Dehydration is an abnormal reduction of the major fluid volumes (total body water with shrinkage of ECV). When we lose more than 5% of the total body water it has clinical consequences. The condition is life threatening if the patient loses 20 %.

Accidents and surgery with a period of water deprivation, imply a rise in ECF osmolality and thus stimulation of both thirst and the hypothalamic osmoreceptors, whereby ADH is released. - Symptoms and signs of dehydration are thirst, dry mucous membranes, and decreased skin elasticity or turgor due to loss of ISF.

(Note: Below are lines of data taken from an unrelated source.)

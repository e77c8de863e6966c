mod controller;
pub use controller::Controller;

mod parse_nodes;
mod parse_services;
mod parse_endpoints;

mod reconciler;
pub use reconciler::Reconciler;
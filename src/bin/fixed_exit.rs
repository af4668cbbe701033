//! Fixed-exit program
//!
//! Computes the address of the reserved zero region, then terminates with
//! status 0 through a raw `exit_group`. No arguments, no environment, no
//! output.

#![no_std]
#![no_main]

use core::panic::PanicInfo;

zerostart::entry_point!(start);

fn start() -> ! {
    zerostart::exit_fixed()
}

#[panic_handler]
fn panic(_info: &PanicInfo) -> ! {
    zerostart::process::exit(zerostart::PANIC_STATUS)
}
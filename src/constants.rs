// src/constants.rs

//! Layout and exit-status constants
//!
//! The region layout and the collaborator values come from `zerostart.json`
//! through `build.rs`; the rest are fixed by the programs' contracts.

include!(concat!(env!("OUT_DIR"), "/layout.rs"));

/// Size of the reserved zero region in bytes
pub const RESERVED_BYTES: usize = RESERVED_WORDS * WORD_SIZE;

/// Status `fixed_exit` terminates with, unconditionally
pub const FIXED_EXIT_STATUS: i32 = 0;

/// Status the freestanding programs' panic handlers terminate with
pub const PANIC_STATUS: i32 = 101;

/// Bits of an exit status a parent process can observe
///
/// Linux keeps the low byte of the value passed to `exit_group`.
pub const EXIT_STATUS_MASK: i32 = 0xff;

/// Cargo profile the crate was built with (from `build.rs`)
pub const BUILD_PROFILE: &str = env!("BUILD_PROFILE");

/// Target triple the crate was built for (from `build.rs`)
pub const BUILD_TARGET: &str = env!("BUILD_TARGET");

const _: () = assert!(WORD_SIZE == core::mem::size_of::<u64>());
const _: () = assert!(RESERVED_WORDS > 0);
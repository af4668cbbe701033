//! Program entry
//!
//! [`entry_point!`](crate::entry_point) emits the `_start` symbol the loader
//! jumps to; the two exit paths below are what the programs run from it.
//!
//! Both paths move the process from running to terminated in one linear
//! sequence: no loops, no suspension points, no error states.

use core::hint;

use crate::constants::FIXED_EXIT_STATUS;
use crate::process;
use crate::region::RESERVED_REGION;
use crate::status::ExitStatusCell;

/// Define the process entry symbol `_start`
///
/// The kernel enters `_start` with `rsp` pointing at `argc` and 16-byte
/// aligned, not at a return address. The generated stub clears the frame
/// pointer, re-aligns the stack, and calls `$path`, which must be a
/// `fn() -> !`. Arguments and environment are left untouched.
///
/// The expansion also defines an empty `rust_eh_personality`, so the
/// program links whether or not the active profile aborts on panic.
///
/// Use it exactly once per program, at the crate root of a `#![no_main]`
/// binary.
#[macro_export]
macro_rules! entry_point {
    ($path:path) => {
        #[unsafe(no_mangle)]
        #[unsafe(naked)]
        pub unsafe extern "C" fn _start() -> ! {
            ::core::arch::naked_asm!(
                // 最外フレームの印
                "xor ebp, ebp",
                // スタックを16バイト境界に揃える
                "and rsp, -16",
                "call {entry}",
                "ud2",
                entry = sym __zerostart_entry,
            )
        }

        extern "C" fn __zerostart_entry() -> ! {
            let entry: fn() -> ! = $path;
            entry()
        }

        // `core` is prebuilt with unwind tables that name this symbol.
        // Nothing unwinds here: every panic handler exits the process.
        #[unsafe(no_mangle)]
        extern "C" fn rust_eh_personality() {}
    };
}

/// Fixed-exit path: address the reserved region, then exit with status 0
///
/// The address computation decides nothing. It is kept as an observability
/// hook: the value is live in a register right before the exit system call,
/// where a debugger stopped on `syscall` can read it.
pub fn exit_fixed() -> ! {
    let region = RESERVED_REGION.addr();
    hint::black_box(region);

    crate::trace!(
        "[zerostart] {} build for {}\n",
        crate::constants::BUILD_PROFILE,
        crate::constants::BUILD_TARGET
    );
    crate::trace!(
        "[zerostart] reserved region at {:#x}, {} bytes\n",
        region.as_u64(),
        RESERVED_REGION.len()
    );

    process::exit(FIXED_EXIT_STATUS)
}

/// External-state path: run `mutator`, then exit with the cell's value
///
/// Strictly ordered:
/// 1. `mutator(cell)` runs to completion (synchronously);
/// 2. `cell` is read once;
/// 3. the process terminates with that value.
///
/// A mutator that never writes leaves the cell's initial value as the exit
/// status. A mutator that diverges means the process never terminates here.
/// Only the low 8 bits of the status reach the parent.
pub fn exit_with_state<F>(cell: &ExitStatusCell, mutator: F) -> !
where
    F: FnOnce(&ExitStatusCell),
{
    mutator(cell);
    let status = cell.get();

    crate::trace!("[zerostart] exit status read: {}\n", status);

    process::exit(status)
}
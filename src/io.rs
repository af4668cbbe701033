//! Diagnostic output
//!
//! The freestanding programs have no standard I/O. With the `exit_trace`
//! feature, [`trace!`](crate::trace) formats into stderr through the raw
//! `write` system call; without it the macro expands to nothing and the
//! programs never write to any stream.

use crate::syscall::{self, errno, SyscallResult};

use core::fmt;

/// Standard error file descriptor
pub const STDERR: u64 = 2;

/// Whether this build carries trace output
pub const TRACE_ENABLED: bool = cfg!(feature = "exit_trace");

/// Write the whole buffer to a file descriptor
///
/// Retries on short writes and `EINTR`.
///
/// # Errors
/// The first error other than `EINTR` reported by the kernel.
pub fn write_all(fd: u64, mut buf: &[u8]) -> SyscallResult<()> {
    while !buf.is_empty() {
        match syscall::write(fd, buf) {
            Ok(0) => return Err(syscall::SyscallError::new(errno::EIO)),
            Ok(n) => buf = &buf[n..],
            Err(e) if e.is(errno::EINTR) => continue,
            Err(e) => return Err(e),
        }
    }
    Ok(())
}

/// Stderr writer for fmt::Write
pub struct Stderr;

impl fmt::Write for Stderr {
    fn write_str(&mut self, s: &str) -> fmt::Result {
        write_all(STDERR, s.as_bytes()).map_err(|_| fmt::Error)
    }
}

/// Internal trace function for macros
///
/// Write failures are dropped: diagnostics never change the exit status.
#[doc(hidden)]
pub fn _trace(args: fmt::Arguments) {
    use core::fmt::Write;
    let _ = Stderr.write_fmt(args);
}

/// Macro for diagnostic output on stderr (`exit_trace` builds)
#[cfg(feature = "exit_trace")]
#[macro_export]
macro_rules! trace {
    ($($arg:tt)*) => ($crate::io::_trace(format_args!($($arg)*)));
}

/// Macro for diagnostic output on stderr (disabled in this build)
#[cfg(not(feature = "exit_trace"))]
#[macro_export]
macro_rules! trace {
    ($($arg:tt)*) => {{}};
}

Loss of effective circulating blood volume implies a low blood pressure in both the venous and the arterial system. Loss of more than one litre of ECV causes postural hypotension with dizziness, confusion and cerebral failure. Empty veins and cold skin characterise the peripheral venoconstriction. Finally, there is extreme tachycardia, which turns into terminal bradycardia and an arterial blood pressure that approach zero.

Loss of salt and water frequently develops into hypo-osmolal dehydration (Fig. 24-8). This is because the thirst forces the patient to drink (salt free) water. Water dragged into the cells further reduces the hyposmolal ECV (Fig. 24-8). The small ECV elicits a hyperaldosteronism, which is called secondary, because it is not initiated as primary hypercorticism in the adrenal cortex. A precise compensation of the water loss results in pure hyponatraemia, where water eventually is drawn from ECV into the cells. The low [Na+] around the swelling cells reduces the potential gradient across the cell membranes with increased neuromuscular irritability (muscular twitching) and cardiac arrhythmias.

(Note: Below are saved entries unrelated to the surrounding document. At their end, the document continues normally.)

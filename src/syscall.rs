//! Low-level system call interface
//!
//! Direct wrappers around the Linux x86_64 `syscall` instruction. Only the
//! calls the programs need are exposed; [`crate::process`] and [`crate::io`]
//! build on them.

use core::arch::asm;
use core::fmt;

/// System call number for write operation
pub const SYS_WRITE: u64 = 1;
/// System call number for exit_group (terminates every thread of the process)
pub const SYS_EXIT_GROUP: u64 = 231;

/// Largest errno the kernel returns (as `-errno`)
const MAX_ERRNO: i64 = 4095;

/// System call error codes (Linux)
pub mod errno {
    /// Operation not permitted
    pub const EPERM: i64 = -1;
    /// Interrupted system call
    pub const EINTR: i64 = -4;
    /// I/O error
    pub const EIO: i64 = -5;
    /// Bad file descriptor
    pub const EBADF: i64 = -9;
    /// Try again / Would block
    pub const EAGAIN: i64 = -11;
    /// Bad address
    pub const EFAULT: i64 = -14;
    /// Invalid argument
    pub const EINVAL: i64 = -22;
    /// No space left on device
    pub const ENOSPC: i64 = -28;
    /// Broken pipe
    pub const EPIPE: i64 = -32;
    /// Function not implemented
    pub const ENOSYS: i64 = -38;
}

/// System call result type
pub type SyscallResult<T> = Result<T, SyscallError>;

/// System call error type
#[derive(Debug, Clone, Copy, PartialEq, Eq)]
pub struct SyscallError {
    code: i64,
}

impl SyscallError {
    /// Create a new syscall error from a (negative) error code
    #[must_use]
    pub const fn new(code: i64) -> Self {
        Self { code }
    }

    /// Get the error code
    #[must_use]
    pub const fn code(self) -> i64 {
        self.code
    }

    /// Check if this is a specific error
    #[must_use]
    pub const fn is(self, errno: i64) -> bool {
        self.code == errno
    }

    /// Get a human-readable description of the error
    #[must_use]
    #[allow(clippy::wildcard_imports)]
    pub const fn description(self) -> &'static str {
        use errno::*;
        match self.code {
            EPERM => "Operation not permitted",
            EINTR => "Interrupted system call",
            EIO => "I/O error",
            EBADF => "Bad file descriptor",
            EAGAIN => "Resource temporarily unavailable",
            EFAULT => "Bad address",
            EINVAL => "Invalid argument",
            ENOSPC => "No space left on device",
            EPIPE => "Broken pipe",
            ENOSYS => "Function not implemented",
            _ => "Unknown error",
        }
    }
}

impl fmt::Display for SyscallError {
    fn fmt(&self, f: &mut fmt::Formatter<'_>) -> fmt::Result {
        write!(f, "{} (errno {})", self.description(), -self.code)
    }
}

/// Decode a raw return value
///
/// The kernel reports failure as `-errno` in `-4095..=-1`; everything else
/// is a successful result.
#[inline]
pub const fn decode(ret: i64) -> SyscallResult<u64> {
    if ret < 0 && ret >= -MAX_ERRNO {
        Err(SyscallError::new(ret))
    } else {
        Ok(ret as u64)
    }
}

/// Perform a system call with up to 3 arguments
///
/// # Safety
/// The caller must ensure that the arguments are valid for the given
/// syscall number (pointers in particular).
#[inline(always)]
pub unsafe fn syscall3(num: u64, arg1: u64, arg2: u64, arg3: u64) -> i64 {
    let ret: i64;
    unsafe {
        asm!(
            "syscall",
            inlateout("rax") num as i64 => ret,
            in("rdi") arg1,
            in("rsi") arg2,
            in("rdx") arg3,
            // The syscall instruction clobbers these
            lateout("rcx") _,
            lateout("r11") _,
            options(nostack)
        );
    }
    ret
}

/// Perform a system call that does not return
///
/// # Safety
/// `num` must name a call that never returns to the caller on success
/// (`exit`, `exit_group`). If the kernel does return, execution continues
/// at an undefined location.
#[inline(always)]
pub unsafe fn syscall1_noreturn(num: u64, arg1: u64) -> ! {
    unsafe {
        asm!(
            "syscall",
            in("rax") num,
            in("rdi") arg1,
            options(noreturn, nostack)
        );
    }
}

// ============================================================================
// System Call Wrappers
// ============================================================================

/// sys_write - Write to file descriptor
///
/// # Returns
/// Number of bytes written, which may be less than `buf.len()`
///
/// # Errors
/// * `EBADF` - Invalid file descriptor
/// * `EFAULT` - Invalid buffer pointer
/// * `EINTR` - Interrupted before anything was written
/// * `EPIPE` - Broken pipe
pub fn write(fd: u64, buf: &[u8]) -> SyscallResult<usize> {
    // SAFETY: `buf` is a live slice for the duration of the call.
    let ret = unsafe { syscall3(SYS_WRITE, fd, buf.as_ptr() as u64, buf.len() as u64) };
    decode(ret).map(|n| n as usize)
}

/// sys_exit_group - Terminate the process
///
/// Only the low 8 bits of `code` reach the parent.
pub fn exit_group(code: i32) -> ! {
    // SAFETY: exit_group takes one integer and never returns.
    unsafe { syscall1_noreturn(SYS_EXIT_GROUP, code as u64) }
}
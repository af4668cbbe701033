//! Tests for the external-state exit path
//!
//! The `state_exit` program is run end to end; the library path is run in a
//! re-executed child of this test binary for each mutator value.

mod common;

use common::{assert_output_matches_trace_setting, exit_status_of, run_bare};
use zerostart::constants::{COLLABORATOR_INITIAL_STATUS, COLLABORATOR_STATUS};
use zerostart::process::observed_status;
use zerostart::{exit_with_state, ExitStatusCell};

const STATE_EXIT: &str = env!("CARGO_BIN_EXE_state_exit");

fn observed_exit_of(test_name: &str, initial: i32, written: Option<i32>) -> Option<i32> {
    exit_status_of(test_name, || {
        let cell = ExitStatusCell::new(initial);
        exit_with_state(&cell, |cell| {
            if let Some(value) = written {
                cell.set(value);
            }
        })
    })
    .code()
}

#[test]
fn program_exits_with_collaborator_status() {
    let output = run_bare(STATE_EXIT);
    assert_eq!(
        output.status.code(),
        Some(i32::from(observed_status(COLLABORATOR_STATUS))),
        "{output:?}"
    );
    assert_ne!(
        output.status.code(),
        Some(i32::from(observed_status(COLLABORATOR_INITIAL_STATUS))),
        "sentinel leaked into the exit status"
    );
}

#[test]
fn program_output_is_limited_to_trace_lines() {
    let output = run_bare(STATE_EXIT);
    assert_eq!(
        output.status.code(),
        Some(i32::from(observed_status(COLLABORATOR_STATUS))),
        "{output:?}"
    );
    assert_output_matches_trace_setting(&output);
}

#[test]
fn mutator_value_0_is_observed() {
    assert_eq!(observed_exit_of("mutator_value_0_is_observed", 42, Some(0)), Some(0));
}

#[test]
fn mutator_value_1_is_observed() {
    assert_eq!(observed_exit_of("mutator_value_1_is_observed", 42, Some(1)), Some(1));
}

#[test]
fn mutator_value_255_is_observed() {
    assert_eq!(observed_exit_of("mutator_value_255_is_observed", 42, Some(255)), Some(255));
}

#[test]
fn mutator_value_256_wraps_to_0() {
    assert_eq!(observed_exit_of("mutator_value_256_wraps_to_0", 42, Some(256)), Some(0));
}

#[test]
fn negative_status_keeps_low_byte() {
    assert_eq!(observed_exit_of("negative_status_keeps_low_byte", 42, Some(-1)), Some(255));
}

#[test]
fn mutator_write_replaces_sentinel() {
    assert_eq!(observed_exit_of("mutator_write_replaces_sentinel", 42, Some(7)), Some(7));
}

#[test]
fn silent_mutator_leaves_initial_value() {
    assert_eq!(observed_exit_of("silent_mutator_leaves_initial_value", 42, None), Some(42));
}

#[test]
fn default_cell_exits_zero_without_write() {
    let status = exit_status_of("default_cell_exits_zero_without_write", || {
        let cell = ExitStatusCell::default();
        exit_with_state(&cell, |_| {})
    });
    assert_eq!(status.code(), Some(0));
}

#[test]
fn write_from_joined_thread_is_observed() {
    let status = exit_status_of("write_from_joined_thread_is_observed", || {
        let cell = ExitStatusCell::new(42);
        exit_with_state(&cell, |cell| {
            std::thread::scope(|scope| {
                scope.spawn(|| cell.set(9));
            });
        })
    });
    assert_eq!(status.code(), Some(9));
}

#[test]
fn c_collaborator_drives_library_path() {
    let status = exit_status_of("c_collaborator_drives_library_path", || {
        let cell = ExitStatusCell::new(COLLABORATOR_INITIAL_STATUS);
        exit_with_state(&cell, zerostart::collaborator::run)
    });
    assert_eq!(status.code(), Some(i32::from(observed_status(COLLABORATOR_STATUS))));
}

Isosmolal dehydration is a proportional loss of water and solutes. There is no concentration gradient over the cell membranes, and the loss is mainly from ECV (Fig. 24-8).


Fig. 24-8: Dehydration (hyperosmolal, isosmolal and hyposmolal).

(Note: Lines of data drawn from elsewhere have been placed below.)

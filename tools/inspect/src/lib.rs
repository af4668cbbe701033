//! Image inspector for the zerostart programs
//!
//! Answers one question about an ELF executable: does a given symbol live
//! in zero-fill storage (`SHT_NOBITS`, no bytes in the file) or in a
//! section whose contents are stored in the file?

use std::fmt;
use std::fs;
use std::path::Path;

use goblin::elf::section_header::{SectionHeader, SHT_NOBITS};
use goblin::elf::Elf;

mod error;

pub use error::InspectError;

/// Symbol the zerostart programs export for their reserved region
pub const RESERVED_REGION_SYMBOL: &str = "RESERVED_REGION";

/// How a section's contents reach memory
#[derive(Debug, Clone, Copy, PartialEq, Eq)]
pub enum SectionKind {
    /// `SHT_NOBITS`: size only, zero-filled by the loader
    ZeroFill,
    /// Contents stored in the file
    Stored,
}

impl fmt::Display for SectionKind {
    fn fmt(&self, f: &mut fmt::Formatter<'_>) -> fmt::Result {
        match self {
            SectionKind::ZeroFill => f.write_str("zero-fill (NOBITS)"),
            SectionKind::Stored => f.write_str("stored (PROGBITS or other)"),
        }
    }
}

/// One section header, decoded
#[derive(Debug, Clone, PartialEq, Eq)]
pub struct SectionInfo {
    /// Section name
    pub name: String,
    /// Zero-fill or stored
    pub kind: SectionKind,
    /// Size in memory
    pub size: u64,
    /// Bytes the section occupies in the file
    pub file_size: u64,
}

impl SectionInfo {
    fn from_header(elf: &Elf<'_>, header: &SectionHeader) -> Self {
        let name = elf.shdr_strtab.get_at(header.sh_name).unwrap_or("").to_string();
        let kind = if header.sh_type == SHT_NOBITS {
            SectionKind::ZeroFill
        } else {
            SectionKind::Stored
        };
        let file_size = match kind {
            SectionKind::ZeroFill => 0,
            SectionKind::Stored => header.sh_size,
        };

        Self {
            name,
            kind,
            size: header.sh_size,
            file_size,
        }
    }
}

/// Where a symbol was placed
#[derive(Debug, Clone, PartialEq, Eq)]
pub struct SymbolPlacement {
    /// Symbol name
    pub symbol: String,
    /// Symbol value (virtual address, before load bias)
    pub address: u64,
    /// Symbol size in bytes
    pub size: u64,
    /// Section housing the symbol
    pub section: SectionInfo,
}

impl SymbolPlacement {
    /// Whether the symbol's bytes are carried in the file image
    #[must_use]
    pub fn occupies_file_bytes(&self) -> bool {
        self.section.kind == SectionKind::Stored
    }
}

impl fmt::Display for SymbolPlacement {
    fn fmt(&self, f: &mut fmt::Formatter<'_>) -> fmt::Result {
        write!(
            f,
            "{} @ {:#x}, {} bytes, section {} ({}, {} file bytes)",
            self.symbol,
            self.address,
            self.size,
            self.section.name,
            self.section.kind,
            self.section.file_size
        )
    }
}

/// Locate `name` in an ELF image held in memory
///
/// Looks in the static symbol table first, then the dynamic one.
///
/// # Errors
/// * [`InspectError::Elf`] - `bytes` is not a parsable ELF image
/// * [`InspectError::SymbolNotFound`] - no symbol of that name
/// * [`InspectError::NoSection`] - the symbol is undefined or absolute
pub fn inspect_symbol(bytes: &[u8], name: &str) -> Result<SymbolPlacement, InspectError> {
    let elf = Elf::parse(bytes)?;

    let sym = elf
        .syms
        .iter()
        .find(|sym| elf.strtab.get_at(sym.st_name) == Some(name))
        .or_else(|| {
            elf.dynsyms
                .iter()
                .find(|sym| elf.dynstrtab.get_at(sym.st_name) == Some(name))
        })
        .ok_or_else(|| InspectError::SymbolNotFound(name.to_string()))?;

    // SHN_UNDEF is 0; reserved indices (SHN_ABS, SHN_COMMON) have no header
    let header = match sym.st_shndx {
        0 => None,
        index => elf.section_headers.get(index),
    }
    .ok_or_else(|| InspectError::NoSection(name.to_string()))?;

    Ok(SymbolPlacement {
        symbol: name.to_string(),
        address: sym.st_value,
        size: sym.st_size,
        section: SectionInfo::from_header(&elf, header),
    })
}

/// Locate `name` in the ELF file at `path`
///
/// # Errors
/// [`InspectError::Io`] if the file cannot be read, otherwise as
/// [`inspect_symbol`].
pub fn inspect_file(path: impl AsRef<Path>, name: &str) -> Result<SymbolPlacement, InspectError> {
    let bytes = fs::read(path)?;
    inspect_symbol(&bytes, name)
}

/// Every zero-fill section of an ELF image
///
/// # Errors
/// [`InspectError::Elf`] if `bytes` is not a parsable ELF image.
pub fn zero_fill_sections(bytes: &[u8]) -> Result<Vec<SectionInfo>, InspectError> {
    let elf = Elf::parse(bytes)?;
    Ok(elf
        .section_headers
        .iter()
        .map(|header| SectionInfo::from_header(&elf, header))
        .filter(|section| section.kind == SectionKind::ZeroFill)
        .collect())
}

Hyperosmolal dehydration occurs in persons deprived of water. The hypero­smolal ECV drags water from ICV and dehydrates the cells (Fig. 24-8).  This is intracellular dehydration.

The hyperosmolality liberates ADH to restrict the water loss. The patient excretes a very small urine volume. 

Persons deprived of water at sea may drink seawater. Sea water is hypertonic saline and the victims die faster. When hypertonic saline reaches the ECV it aggravates the intracellular dehydration simultaneously with an extracellular overhydration. Intracellular dehydration leads to respiratory arrest and death of thirst.

2. Overhydration

Overhydration is an abnormal increase of total body water - in particular ECV, and thus salt accumulation. The increase in the interstitial fluid volume is called oedema. Overhydration frequently occurs among patients in fluid therapy (ie, overhydration of iatrogenous origin).

Increased salt intake by mouth is compensated by increased salt excretion by normal kidneys.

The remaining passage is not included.